[Stored items]
----------
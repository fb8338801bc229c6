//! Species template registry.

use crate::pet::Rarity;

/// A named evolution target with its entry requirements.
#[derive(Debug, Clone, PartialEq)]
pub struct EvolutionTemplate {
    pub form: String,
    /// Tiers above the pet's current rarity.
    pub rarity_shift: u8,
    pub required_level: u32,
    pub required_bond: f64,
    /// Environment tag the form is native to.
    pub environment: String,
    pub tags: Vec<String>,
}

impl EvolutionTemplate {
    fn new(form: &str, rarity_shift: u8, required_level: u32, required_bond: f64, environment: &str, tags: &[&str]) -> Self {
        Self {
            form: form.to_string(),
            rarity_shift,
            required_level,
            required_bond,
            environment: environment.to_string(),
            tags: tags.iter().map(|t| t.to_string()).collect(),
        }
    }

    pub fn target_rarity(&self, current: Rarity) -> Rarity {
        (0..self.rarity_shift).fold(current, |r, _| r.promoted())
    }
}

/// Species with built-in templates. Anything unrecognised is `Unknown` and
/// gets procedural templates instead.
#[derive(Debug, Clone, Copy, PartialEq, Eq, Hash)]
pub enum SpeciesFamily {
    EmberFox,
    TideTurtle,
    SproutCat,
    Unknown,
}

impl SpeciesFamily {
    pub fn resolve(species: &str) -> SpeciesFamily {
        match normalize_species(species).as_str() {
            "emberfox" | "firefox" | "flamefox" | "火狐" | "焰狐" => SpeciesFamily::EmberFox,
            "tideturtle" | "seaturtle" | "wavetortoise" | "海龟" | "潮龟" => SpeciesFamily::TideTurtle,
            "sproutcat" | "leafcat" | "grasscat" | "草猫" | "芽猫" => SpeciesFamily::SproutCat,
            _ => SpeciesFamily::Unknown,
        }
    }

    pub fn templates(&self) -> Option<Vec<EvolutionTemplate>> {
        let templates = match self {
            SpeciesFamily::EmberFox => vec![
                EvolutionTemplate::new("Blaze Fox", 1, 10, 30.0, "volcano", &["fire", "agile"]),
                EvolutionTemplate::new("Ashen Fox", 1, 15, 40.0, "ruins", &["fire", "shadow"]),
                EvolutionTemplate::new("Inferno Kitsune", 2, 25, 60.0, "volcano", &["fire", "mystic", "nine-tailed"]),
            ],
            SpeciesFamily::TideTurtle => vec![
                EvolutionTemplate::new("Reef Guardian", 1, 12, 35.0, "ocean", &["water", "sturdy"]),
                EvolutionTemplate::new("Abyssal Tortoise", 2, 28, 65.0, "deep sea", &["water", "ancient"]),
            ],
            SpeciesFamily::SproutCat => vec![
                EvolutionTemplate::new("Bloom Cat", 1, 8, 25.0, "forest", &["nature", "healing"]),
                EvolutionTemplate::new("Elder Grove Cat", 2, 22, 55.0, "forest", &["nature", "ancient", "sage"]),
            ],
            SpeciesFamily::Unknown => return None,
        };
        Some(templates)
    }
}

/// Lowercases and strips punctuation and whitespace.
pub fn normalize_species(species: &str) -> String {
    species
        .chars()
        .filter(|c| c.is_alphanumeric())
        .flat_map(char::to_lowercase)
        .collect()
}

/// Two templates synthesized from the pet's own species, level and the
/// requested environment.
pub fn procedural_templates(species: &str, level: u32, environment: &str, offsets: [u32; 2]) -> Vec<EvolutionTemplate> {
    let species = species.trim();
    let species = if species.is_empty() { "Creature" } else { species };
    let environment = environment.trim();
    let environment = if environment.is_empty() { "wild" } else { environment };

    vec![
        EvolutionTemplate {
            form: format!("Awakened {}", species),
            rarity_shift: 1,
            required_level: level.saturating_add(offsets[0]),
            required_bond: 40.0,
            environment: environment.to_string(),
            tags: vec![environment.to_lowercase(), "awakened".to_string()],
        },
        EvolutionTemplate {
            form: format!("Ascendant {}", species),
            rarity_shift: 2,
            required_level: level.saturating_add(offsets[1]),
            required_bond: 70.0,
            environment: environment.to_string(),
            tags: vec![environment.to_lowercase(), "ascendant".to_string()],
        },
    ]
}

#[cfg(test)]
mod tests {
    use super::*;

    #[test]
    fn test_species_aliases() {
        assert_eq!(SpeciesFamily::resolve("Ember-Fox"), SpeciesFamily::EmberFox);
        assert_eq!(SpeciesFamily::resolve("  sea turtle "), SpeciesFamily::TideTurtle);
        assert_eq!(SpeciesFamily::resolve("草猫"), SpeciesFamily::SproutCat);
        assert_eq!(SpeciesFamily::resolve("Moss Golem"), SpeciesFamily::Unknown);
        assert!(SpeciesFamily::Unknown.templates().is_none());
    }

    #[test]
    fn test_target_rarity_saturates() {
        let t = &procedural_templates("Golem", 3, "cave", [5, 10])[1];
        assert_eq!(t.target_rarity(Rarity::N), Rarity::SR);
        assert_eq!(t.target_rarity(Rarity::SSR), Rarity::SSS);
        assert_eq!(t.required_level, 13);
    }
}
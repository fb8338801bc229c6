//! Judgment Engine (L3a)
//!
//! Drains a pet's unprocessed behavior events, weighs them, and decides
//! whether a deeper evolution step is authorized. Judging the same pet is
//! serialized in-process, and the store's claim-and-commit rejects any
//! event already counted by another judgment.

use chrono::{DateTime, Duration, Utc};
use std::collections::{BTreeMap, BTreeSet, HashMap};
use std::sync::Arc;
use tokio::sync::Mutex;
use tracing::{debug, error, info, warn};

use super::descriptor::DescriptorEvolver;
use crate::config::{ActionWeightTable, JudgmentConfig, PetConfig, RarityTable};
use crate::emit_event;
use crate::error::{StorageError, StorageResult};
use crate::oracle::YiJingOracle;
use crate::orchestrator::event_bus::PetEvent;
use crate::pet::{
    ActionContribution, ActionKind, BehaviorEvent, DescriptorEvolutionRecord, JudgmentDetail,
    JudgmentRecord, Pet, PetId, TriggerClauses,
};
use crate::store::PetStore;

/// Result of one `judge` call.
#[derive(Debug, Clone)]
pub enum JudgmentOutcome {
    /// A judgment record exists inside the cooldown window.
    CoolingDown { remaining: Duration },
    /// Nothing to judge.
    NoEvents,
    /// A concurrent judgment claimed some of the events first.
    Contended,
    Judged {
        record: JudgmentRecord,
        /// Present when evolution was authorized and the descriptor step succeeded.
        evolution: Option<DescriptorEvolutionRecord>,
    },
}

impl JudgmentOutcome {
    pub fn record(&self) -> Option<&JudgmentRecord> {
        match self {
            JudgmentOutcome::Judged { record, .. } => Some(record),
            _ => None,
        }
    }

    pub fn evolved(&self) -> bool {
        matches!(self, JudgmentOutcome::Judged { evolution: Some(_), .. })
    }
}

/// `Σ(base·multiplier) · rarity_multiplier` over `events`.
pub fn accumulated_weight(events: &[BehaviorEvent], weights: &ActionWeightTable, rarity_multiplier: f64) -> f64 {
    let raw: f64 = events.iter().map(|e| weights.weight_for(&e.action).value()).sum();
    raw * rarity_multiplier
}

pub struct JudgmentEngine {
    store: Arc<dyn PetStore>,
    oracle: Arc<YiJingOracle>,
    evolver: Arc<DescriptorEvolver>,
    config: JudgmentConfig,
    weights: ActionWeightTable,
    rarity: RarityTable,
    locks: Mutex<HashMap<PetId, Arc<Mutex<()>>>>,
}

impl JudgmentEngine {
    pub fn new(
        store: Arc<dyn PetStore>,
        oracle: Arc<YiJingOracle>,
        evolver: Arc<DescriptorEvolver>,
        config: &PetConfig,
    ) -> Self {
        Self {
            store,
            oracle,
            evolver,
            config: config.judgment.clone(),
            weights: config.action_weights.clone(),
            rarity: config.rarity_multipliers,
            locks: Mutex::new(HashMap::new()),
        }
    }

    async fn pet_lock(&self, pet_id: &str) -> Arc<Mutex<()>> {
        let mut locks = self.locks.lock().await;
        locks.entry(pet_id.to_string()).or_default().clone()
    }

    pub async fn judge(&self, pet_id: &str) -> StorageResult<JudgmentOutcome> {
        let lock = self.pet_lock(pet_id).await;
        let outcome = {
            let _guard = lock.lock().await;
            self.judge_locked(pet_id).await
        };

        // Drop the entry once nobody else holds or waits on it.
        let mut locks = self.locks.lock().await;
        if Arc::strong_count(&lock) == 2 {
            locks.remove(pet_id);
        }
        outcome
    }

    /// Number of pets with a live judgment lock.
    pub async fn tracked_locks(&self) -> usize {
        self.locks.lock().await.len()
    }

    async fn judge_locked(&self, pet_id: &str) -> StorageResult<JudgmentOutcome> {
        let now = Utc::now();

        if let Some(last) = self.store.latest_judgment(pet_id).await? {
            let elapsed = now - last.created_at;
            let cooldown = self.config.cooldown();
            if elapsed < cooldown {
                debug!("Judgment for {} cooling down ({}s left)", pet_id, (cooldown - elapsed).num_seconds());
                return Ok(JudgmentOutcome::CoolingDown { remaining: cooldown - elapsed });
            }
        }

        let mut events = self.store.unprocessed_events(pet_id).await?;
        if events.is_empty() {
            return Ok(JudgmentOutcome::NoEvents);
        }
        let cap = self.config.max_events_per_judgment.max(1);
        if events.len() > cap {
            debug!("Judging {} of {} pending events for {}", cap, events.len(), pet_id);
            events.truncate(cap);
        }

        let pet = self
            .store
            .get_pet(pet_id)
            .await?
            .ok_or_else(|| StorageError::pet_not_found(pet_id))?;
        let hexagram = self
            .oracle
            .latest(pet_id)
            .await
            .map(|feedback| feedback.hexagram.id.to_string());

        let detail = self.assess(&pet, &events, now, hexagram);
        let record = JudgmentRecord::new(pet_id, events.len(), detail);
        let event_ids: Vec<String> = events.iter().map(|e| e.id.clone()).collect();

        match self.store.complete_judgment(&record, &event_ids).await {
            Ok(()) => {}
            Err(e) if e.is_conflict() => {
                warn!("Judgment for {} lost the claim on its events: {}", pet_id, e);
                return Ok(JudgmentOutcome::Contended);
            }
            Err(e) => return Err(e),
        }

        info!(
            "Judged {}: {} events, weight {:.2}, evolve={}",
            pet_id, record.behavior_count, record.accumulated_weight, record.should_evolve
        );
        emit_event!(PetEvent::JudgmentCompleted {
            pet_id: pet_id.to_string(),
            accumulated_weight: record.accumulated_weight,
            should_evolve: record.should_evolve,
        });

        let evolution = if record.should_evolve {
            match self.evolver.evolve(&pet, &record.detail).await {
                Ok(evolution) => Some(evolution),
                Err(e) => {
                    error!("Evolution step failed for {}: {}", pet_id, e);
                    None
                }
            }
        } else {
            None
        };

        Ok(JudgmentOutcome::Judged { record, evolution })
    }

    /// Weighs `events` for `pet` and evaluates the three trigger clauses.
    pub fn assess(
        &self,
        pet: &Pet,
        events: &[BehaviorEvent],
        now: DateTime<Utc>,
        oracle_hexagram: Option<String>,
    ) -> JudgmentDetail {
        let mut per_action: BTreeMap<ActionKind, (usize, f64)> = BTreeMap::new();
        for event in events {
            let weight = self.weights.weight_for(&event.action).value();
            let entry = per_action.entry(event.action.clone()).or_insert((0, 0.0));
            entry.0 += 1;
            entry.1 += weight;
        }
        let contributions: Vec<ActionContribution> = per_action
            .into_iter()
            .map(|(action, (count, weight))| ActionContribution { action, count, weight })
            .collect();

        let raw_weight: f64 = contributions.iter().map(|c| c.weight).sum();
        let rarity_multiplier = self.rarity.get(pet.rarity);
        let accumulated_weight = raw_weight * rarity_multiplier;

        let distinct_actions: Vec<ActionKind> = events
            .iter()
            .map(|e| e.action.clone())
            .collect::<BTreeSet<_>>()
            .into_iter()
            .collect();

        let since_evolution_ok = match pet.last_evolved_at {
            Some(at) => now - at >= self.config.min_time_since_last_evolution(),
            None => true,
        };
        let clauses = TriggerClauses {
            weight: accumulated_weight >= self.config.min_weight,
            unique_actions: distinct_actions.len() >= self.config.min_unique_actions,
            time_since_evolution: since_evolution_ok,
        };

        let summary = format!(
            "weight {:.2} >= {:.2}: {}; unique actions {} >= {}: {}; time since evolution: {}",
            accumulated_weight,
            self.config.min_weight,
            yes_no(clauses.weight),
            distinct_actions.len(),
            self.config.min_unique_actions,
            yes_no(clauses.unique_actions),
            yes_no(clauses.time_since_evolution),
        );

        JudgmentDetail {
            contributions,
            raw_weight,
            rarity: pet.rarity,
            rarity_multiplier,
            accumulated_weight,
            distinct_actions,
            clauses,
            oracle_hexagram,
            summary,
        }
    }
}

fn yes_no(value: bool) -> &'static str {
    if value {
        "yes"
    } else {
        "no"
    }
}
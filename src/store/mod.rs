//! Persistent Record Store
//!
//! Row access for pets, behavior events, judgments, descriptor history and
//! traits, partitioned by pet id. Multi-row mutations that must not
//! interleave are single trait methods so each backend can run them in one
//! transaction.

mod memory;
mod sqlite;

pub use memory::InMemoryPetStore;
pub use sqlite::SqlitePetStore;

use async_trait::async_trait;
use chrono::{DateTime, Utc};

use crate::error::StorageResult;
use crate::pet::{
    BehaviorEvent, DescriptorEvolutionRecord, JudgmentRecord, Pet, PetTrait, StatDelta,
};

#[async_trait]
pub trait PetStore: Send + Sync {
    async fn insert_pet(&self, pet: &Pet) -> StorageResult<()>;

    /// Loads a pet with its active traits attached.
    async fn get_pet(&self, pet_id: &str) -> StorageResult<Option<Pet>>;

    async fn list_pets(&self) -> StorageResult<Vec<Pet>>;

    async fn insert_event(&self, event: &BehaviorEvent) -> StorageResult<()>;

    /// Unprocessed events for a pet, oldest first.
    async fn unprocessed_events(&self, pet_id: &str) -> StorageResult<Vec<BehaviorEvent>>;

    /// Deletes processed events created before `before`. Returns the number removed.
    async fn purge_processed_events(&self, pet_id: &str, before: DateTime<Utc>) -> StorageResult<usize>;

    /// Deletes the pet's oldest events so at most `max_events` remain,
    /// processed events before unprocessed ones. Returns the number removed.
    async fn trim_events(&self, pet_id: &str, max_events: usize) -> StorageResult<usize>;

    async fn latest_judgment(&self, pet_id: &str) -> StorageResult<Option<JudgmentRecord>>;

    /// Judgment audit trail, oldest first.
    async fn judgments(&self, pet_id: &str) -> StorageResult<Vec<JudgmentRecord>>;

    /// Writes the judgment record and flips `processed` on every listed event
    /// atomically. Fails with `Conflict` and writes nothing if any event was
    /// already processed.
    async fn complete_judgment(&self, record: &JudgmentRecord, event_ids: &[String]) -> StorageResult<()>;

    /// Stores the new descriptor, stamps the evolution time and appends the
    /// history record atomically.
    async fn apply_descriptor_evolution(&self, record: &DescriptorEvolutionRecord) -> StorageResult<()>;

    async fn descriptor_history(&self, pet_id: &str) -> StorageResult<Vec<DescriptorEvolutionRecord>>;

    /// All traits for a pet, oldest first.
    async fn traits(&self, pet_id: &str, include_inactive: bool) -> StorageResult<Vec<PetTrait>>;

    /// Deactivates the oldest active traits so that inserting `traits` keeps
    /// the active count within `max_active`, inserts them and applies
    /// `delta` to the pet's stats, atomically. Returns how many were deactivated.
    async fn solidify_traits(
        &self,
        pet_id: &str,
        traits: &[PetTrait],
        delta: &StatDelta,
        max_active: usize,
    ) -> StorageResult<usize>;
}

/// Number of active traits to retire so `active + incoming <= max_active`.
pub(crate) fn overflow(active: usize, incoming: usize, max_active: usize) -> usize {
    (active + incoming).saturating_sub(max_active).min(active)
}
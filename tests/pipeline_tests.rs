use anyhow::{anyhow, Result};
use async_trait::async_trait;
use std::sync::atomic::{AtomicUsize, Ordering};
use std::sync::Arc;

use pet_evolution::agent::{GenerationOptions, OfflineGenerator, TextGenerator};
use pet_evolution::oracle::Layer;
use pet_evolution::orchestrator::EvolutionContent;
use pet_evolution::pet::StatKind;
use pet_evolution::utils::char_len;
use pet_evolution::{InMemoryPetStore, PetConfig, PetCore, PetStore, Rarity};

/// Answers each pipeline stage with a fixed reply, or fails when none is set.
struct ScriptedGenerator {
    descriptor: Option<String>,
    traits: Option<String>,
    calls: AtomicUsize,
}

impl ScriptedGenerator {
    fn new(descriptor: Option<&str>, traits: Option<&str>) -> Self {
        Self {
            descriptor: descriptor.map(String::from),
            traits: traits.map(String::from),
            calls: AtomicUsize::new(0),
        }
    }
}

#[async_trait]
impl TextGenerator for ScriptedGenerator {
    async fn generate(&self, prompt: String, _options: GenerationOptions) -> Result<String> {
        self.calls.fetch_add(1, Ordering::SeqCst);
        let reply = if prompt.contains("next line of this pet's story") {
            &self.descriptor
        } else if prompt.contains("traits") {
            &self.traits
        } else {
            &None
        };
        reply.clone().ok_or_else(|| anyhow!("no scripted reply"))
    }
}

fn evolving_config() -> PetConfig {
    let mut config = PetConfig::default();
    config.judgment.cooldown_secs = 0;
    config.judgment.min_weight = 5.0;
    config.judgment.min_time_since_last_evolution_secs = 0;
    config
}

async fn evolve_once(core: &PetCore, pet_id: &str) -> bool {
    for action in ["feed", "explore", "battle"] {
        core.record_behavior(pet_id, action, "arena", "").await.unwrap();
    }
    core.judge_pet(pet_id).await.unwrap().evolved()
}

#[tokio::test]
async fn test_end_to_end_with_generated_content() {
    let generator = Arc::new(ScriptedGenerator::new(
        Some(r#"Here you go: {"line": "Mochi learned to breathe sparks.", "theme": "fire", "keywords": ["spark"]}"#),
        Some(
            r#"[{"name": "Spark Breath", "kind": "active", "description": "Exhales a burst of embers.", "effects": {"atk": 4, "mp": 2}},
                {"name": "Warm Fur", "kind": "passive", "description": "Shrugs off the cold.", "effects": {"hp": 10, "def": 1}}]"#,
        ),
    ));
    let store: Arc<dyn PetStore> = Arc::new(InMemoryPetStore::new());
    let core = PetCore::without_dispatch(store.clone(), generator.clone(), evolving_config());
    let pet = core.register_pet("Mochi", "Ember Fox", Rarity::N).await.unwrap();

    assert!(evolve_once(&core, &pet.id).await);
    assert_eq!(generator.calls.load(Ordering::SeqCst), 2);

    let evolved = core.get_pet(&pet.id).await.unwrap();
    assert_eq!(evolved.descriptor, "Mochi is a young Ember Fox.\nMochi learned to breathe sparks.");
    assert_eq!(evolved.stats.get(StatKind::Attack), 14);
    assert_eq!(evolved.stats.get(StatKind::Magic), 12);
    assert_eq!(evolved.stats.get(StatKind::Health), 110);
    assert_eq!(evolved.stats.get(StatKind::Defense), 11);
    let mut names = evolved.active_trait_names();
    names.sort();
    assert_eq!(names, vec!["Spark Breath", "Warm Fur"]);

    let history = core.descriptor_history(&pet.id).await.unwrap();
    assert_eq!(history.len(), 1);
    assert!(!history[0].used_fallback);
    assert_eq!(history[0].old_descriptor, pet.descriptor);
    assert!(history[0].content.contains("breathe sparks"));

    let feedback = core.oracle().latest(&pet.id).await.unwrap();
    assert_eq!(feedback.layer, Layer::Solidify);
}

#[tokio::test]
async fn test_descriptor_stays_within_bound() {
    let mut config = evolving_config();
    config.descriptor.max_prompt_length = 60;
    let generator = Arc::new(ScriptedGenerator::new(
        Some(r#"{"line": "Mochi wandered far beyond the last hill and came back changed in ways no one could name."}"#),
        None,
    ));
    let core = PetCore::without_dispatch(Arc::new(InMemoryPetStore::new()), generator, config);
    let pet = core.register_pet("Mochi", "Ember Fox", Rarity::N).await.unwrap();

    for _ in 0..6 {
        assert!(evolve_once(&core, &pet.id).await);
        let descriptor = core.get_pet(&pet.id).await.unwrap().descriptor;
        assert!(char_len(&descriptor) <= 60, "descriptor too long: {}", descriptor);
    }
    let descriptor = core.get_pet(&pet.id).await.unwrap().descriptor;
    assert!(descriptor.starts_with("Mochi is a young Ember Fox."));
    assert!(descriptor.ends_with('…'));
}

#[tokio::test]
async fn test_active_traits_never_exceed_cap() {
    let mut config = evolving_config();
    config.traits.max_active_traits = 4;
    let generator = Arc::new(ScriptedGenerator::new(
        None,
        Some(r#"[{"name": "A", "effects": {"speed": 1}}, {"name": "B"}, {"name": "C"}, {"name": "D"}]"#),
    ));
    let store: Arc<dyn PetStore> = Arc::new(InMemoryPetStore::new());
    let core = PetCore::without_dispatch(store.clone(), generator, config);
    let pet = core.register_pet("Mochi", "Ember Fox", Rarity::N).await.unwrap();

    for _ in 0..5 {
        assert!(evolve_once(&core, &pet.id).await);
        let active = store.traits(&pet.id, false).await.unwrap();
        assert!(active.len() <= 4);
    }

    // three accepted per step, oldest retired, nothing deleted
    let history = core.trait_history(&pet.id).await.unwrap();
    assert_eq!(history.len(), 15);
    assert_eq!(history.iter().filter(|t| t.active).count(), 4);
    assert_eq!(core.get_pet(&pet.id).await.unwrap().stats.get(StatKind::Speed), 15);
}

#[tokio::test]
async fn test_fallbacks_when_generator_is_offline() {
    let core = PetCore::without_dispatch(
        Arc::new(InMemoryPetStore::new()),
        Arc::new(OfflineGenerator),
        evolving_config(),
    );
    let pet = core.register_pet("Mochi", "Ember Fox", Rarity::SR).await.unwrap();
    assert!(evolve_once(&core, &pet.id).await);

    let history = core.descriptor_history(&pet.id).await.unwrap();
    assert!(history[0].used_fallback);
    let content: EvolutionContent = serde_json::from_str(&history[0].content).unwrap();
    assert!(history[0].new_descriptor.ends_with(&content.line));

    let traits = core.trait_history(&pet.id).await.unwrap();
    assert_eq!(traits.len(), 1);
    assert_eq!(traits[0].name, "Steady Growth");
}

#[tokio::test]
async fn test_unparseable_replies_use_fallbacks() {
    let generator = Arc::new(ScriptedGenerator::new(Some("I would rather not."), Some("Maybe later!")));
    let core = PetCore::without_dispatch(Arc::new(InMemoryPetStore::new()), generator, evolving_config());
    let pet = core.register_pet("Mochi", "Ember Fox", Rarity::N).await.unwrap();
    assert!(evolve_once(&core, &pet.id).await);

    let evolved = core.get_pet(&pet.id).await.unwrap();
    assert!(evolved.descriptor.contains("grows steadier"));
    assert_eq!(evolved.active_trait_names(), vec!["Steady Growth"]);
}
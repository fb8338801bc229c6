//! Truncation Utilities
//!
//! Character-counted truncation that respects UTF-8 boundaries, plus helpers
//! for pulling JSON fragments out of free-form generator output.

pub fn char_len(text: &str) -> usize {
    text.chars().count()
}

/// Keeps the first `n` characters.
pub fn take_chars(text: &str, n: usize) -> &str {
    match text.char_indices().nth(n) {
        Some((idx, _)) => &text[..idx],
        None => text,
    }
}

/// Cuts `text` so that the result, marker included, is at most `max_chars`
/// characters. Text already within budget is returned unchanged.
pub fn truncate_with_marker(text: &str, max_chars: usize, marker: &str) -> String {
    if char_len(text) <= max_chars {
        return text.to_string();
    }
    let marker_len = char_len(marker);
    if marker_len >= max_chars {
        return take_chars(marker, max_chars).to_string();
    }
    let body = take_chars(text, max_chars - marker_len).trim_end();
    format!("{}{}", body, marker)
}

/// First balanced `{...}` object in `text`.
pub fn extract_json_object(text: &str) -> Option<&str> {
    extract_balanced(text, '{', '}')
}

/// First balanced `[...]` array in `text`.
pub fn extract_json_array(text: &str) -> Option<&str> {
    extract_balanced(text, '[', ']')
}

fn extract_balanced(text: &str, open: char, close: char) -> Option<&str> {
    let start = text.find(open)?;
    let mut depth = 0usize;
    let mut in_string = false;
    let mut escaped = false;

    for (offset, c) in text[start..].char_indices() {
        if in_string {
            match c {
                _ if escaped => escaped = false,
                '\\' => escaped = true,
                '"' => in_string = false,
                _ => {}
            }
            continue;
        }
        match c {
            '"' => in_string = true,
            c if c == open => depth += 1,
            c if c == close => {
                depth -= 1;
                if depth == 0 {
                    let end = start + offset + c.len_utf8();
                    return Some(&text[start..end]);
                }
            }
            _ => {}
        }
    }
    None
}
----------
Problem to solve:
Check each line of the entries for the string "SproutCat". Copy the lines that have it.

Written answer:
    SproutCat,
            "sproutcat" | "leafcat" | "grasscat" | "草猫" | "芽猫" => SpeciesFamily::SproutCat,
            SpeciesFamily::SproutCat => vec![
        assert_eq!(SpeciesFamily::resolve("草猫"), SpeciesFamily::SproutCat);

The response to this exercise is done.